You’ve been courting a prospect and have been hearing all the right answers during your many sales conversations, indicating you are about to land a new account and hit your quarterly sales goal.

 Life is good.

Until you read the first email in your inbox.  “We’ve decided to go another direction.”  No dialogue, just a cold impersonal email.

Rejection.

Rejection hurts and often impacts a salesperson’s ability to get back into the “sales saddle.”  Instead of continuing with the sales activities they know they should be doing, they find everything and anything to do other than talk to prospects.  

Logically, salespeople know they need to bounce back but often lack the skills to bounce back after rejection.

Here’s two ways to bounce back quickly and effectively.  Understand the WHY AND WHAT behind rejection.

#1:  WHY. Research shows that the same part of your brain “lights up” whether you are feeling actual physical pain or emotional pain.
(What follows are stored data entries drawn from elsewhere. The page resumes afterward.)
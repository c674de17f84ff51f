use serde::{Deserialize, Serialize};

use crate::core::{GraduationConfig, MidpointTieBreak, ThresholdInput, Viewport};

use super::TimelineStyle;

/// Public engine bootstrap configuration.
///
/// Serializable so hosts can keep widget setup in JSON. Missing thresholds
/// default to twelve hours either side of the engine clock's "now".
#[derive(Debug, Clone, PartialEq, Serialize, Deserialize)]
pub struct TimelineEngineConfig {
    pub viewport: Viewport,
    #[serde(default)]
    pub start_threshold: Option<ThresholdInput>,
    #[serde(default)]
    pub end_threshold: Option<ThresholdInput>,
    /// Playhead time at start-up; the start threshold when absent.
    #[serde(default)]
    pub initial_time: Option<ThresholdInput>,
    #[serde(default = "default_speed_multiplier")]
    pub speed_multiplier: f64,
    /// Arrow-key step.
    #[serde(default = "default_step_forward_seconds")]
    pub step_forward_seconds: f64,
    #[serde(default = "default_playback_cadence_ms")]
    pub playback_cadence_ms: u64,
    #[serde(default)]
    pub graduation: GraduationConfig,
    #[serde(default)]
    pub midpoint_tie_break: MidpointTieBreak,
    /// Calendar for labels and day boundaries.
    #[serde(default)]
    pub label_utc_offset_minutes: i32,
    #[serde(default)]
    pub style: TimelineStyle,
}

impl TimelineEngineConfig {
    #[must_use]
    pub fn new(viewport: Viewport) -> Self {
        Self {
            viewport,
            start_threshold: None,
            end_threshold: None,
            initial_time: None,
            speed_multiplier: default_speed_multiplier(),
            step_forward_seconds: default_step_forward_seconds(),
            playback_cadence_ms: default_playback_cadence_ms(),
            graduation: GraduationConfig::default(),
            midpoint_tie_break: MidpointTieBreak::default(),
            label_utc_offset_minutes: 0,
            style: TimelineStyle::default(),
        }
    }

    #[must_use]
    pub fn with_thresholds(
        mut self,
        start_threshold: impl Into<ThresholdInput>,
        end_threshold: impl Into<ThresholdInput>,
    ) -> Self {
        self.start_threshold = Some(start_threshold.into());
        self.end_threshold = Some(end_threshold.into());
        self
    }

    #[must_use]
    pub fn with_initial_time(mut self, time: impl Into<ThresholdInput>) -> Self {
        self.initial_time = Some(time.into());
        self
    }

    #[must_use]
    pub fn with_speed_multiplier(mut self, speed_multiplier: f64) -> Self {
        self.speed_multiplier = speed_multiplier;
        self
    }

    #[must_use]
    pub fn with_step_forward_seconds(mut self, seconds: f64) -> Self {
        self.step_forward_seconds = seconds;
        self
    }

    #[must_use]
    pub fn with_playback_cadence_ms(mut self, cadence_ms: u64) -> Self {
        self.playback_cadence_ms = cadence_ms;
        self
    }

    #[must_use]
    pub fn with_graduation(mut self, graduation: GraduationConfig) -> Self {
        self.graduation = graduation;
        self
    }

    #[must_use]
    pub fn with_midpoint_tie_break(mut self, tie_break: MidpointTieBreak) -> Self {
        self.midpoint_tie_break = tie_break;
        self
    }

    #[must_use]
    pub fn with_label_utc_offset_minutes(mut self, offset_minutes: i32) -> Self {
        self.label_utc_offset_minutes = offset_minutes;
        self
    }

    #[must_use]
    pub fn with_style(mut self, style: TimelineStyle) -> Self {
        self.style = style;
        self
    }
}

fn default_speed_multiplier() -> f64 {
    1.0
}

fn default_step_forward_seconds() -> f64 {
    5.0
}

fn default_playback_cadence_ms() -> u64 {
    1_000
}
use tracing::trace;

use crate::core::types::round_millis;
use crate::core::view_window::{ViewWindow, clamp_hours_per_ruler};

/// Sole writer of the [`ViewWindow`].
///
/// All inputs are coerced; none of the operations can fail. Pan range is not
/// bounded here: the playhead rest bounds live in the snapper.
#[derive(Debug, Clone, Copy, PartialEq)]
pub struct ZoomPanController {
    window: ViewWindow,
}

impl ZoomPanController {
    #[must_use]
    pub fn new(window: ViewWindow) -> Self {
        Self { window }
    }

    #[must_use]
    pub fn window(&self) -> ViewWindow {
        self.window
    }

    /// Applies one wheel notch. Positive `delta_y` zooms out (more hours per
    /// ruler), negative zooms in. Returns `true` when the window changed.
    pub fn apply_wheel(&mut self, delta_y: f64) -> bool {
        if !delta_y.is_finite() || delta_y == 0.0 {
            return false;
        }
        let current = self.window.hours_per_ruler();
        let step = zoom_step_hours(current);
        let target = if delta_y > 0.0 {
            current + step
        } else {
            current - step
        };
        self.zoom_to_hours(target)
    }

    /// Sets the zoom level while keeping the time under the canvas center fixed.
    pub fn zoom_to_hours(&mut self, hours_per_ruler: f64) -> bool {
        let current = self.window.hours_per_ruler();
        let target = clamp_hours_per_ruler(hours_per_ruler);
        if (target - current).abs() <= f64::EPSILON {
            return false;
        }

        let half_width = self.window.canvas_width_px() / 2.0;
        let center_time = self.window.pixel_to_time(half_width);
        self.window.set_hours_per_ruler(target);
        let left_time = round_millis(center_time - half_width / self.window.pixels_per_ms());
        self.window.set_left_time(left_time);
        trace!(
            hours_per_ruler = target,
            left_time, "zoomed around canvas center"
        );
        true
    }

    /// Scrolls the ruler by a pointer delta; dragging right moves back in time.
    pub fn apply_pan(&mut self, delta_x_px: f64) -> bool {
        if !delta_x_px.is_finite() || delta_x_px == 0.0 {
            return false;
        }
        let delta_ms = round_millis(delta_x_px / self.window.pixels_per_ms());
        if delta_ms == 0 {
            return false;
        }
        let left_time = self.window.left_time().saturating_sub(delta_ms);
        self.window.set_left_time(left_time);
        true
    }

    /// Recomputes the scale for a new canvas width; the left edge stays pinned.
    pub fn apply_resize(&mut self, canvas_width_px: f64) -> bool {
        let before = self.window.canvas_width_px();
        self.window.set_canvas_width_px(canvas_width_px);
        (self.window.canvas_width_px() - before).abs() > f64::EPSILON
    }
}

/// One notch is a full hour once the ruler spans at least an hour, else half an hour.
#[must_use]
pub fn zoom_step_hours(hours_per_ruler: f64) -> f64 {
    if hours_per_ruler >= 1.0 { 1.0 } else { 0.5 }
}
Rejection is real and it can hurt.  

The challenge is that physical pain is often visible. You can see a broken bone or a severe burn. So you apply wound therapy or physical therapy.

Emotional pain is not visible, often hidden beneath the surface.  With emotional pain, in this case rejection, sales organization don’t have a sales wound care strategy in place! 

So, WHAT can sales leaders do?

#2: Install a rejection training program into your sales training processes.  Teach your team the EQ skill of self-awareness. Remember, “That which you are not aware of you cannot change.”

  Teach your team to be aware of:

  • The self-limiting stories they start telling themselves after a sales rejection. “I’m not good enough or smart enough. They chose to do business with another salesperson, am I not likeable?” 
  • Catastrophizing. One of my favorite authors, Dr. Paul Stoltz, discusses this concept in his book, The Adversity Quotient™.  He shares how easy it is for human beings, salespeople, to blow small things into big things creating ineffective emotional responses.

"I didn’t get this deal so I’m going to miss this quarter’s goal. And because I missed my goal, my sales manager is going to put me on a PIP which means I’m on my way to losing my job which means I’ll need to sell my house and…”

You get the picture.

The fix. 

Teach your sales team to create new stories and perspectives around sales rejection.  Ask them to write down the lessons learned from this failure, this setback.  Next, ask them to share how those powerful lessons are going to serve them in conducting better sales conversations in the future.

You will hear answers such as, “I’m going to create a different approach when prospecting. I’m going to get better at calling out the unspoken objections during a sales meeting so I don’t end up writing practice proposals.”

This reframing and new story helps your sales team is see rejection in a new light. They see the gift of lessons learned by experiencing a no, a rejection.

Change the story, you change the emotion and you change the sales outcome.

Rejection is real. However, limit the emotions created from rejection that often paralyze your sales team from moving forward.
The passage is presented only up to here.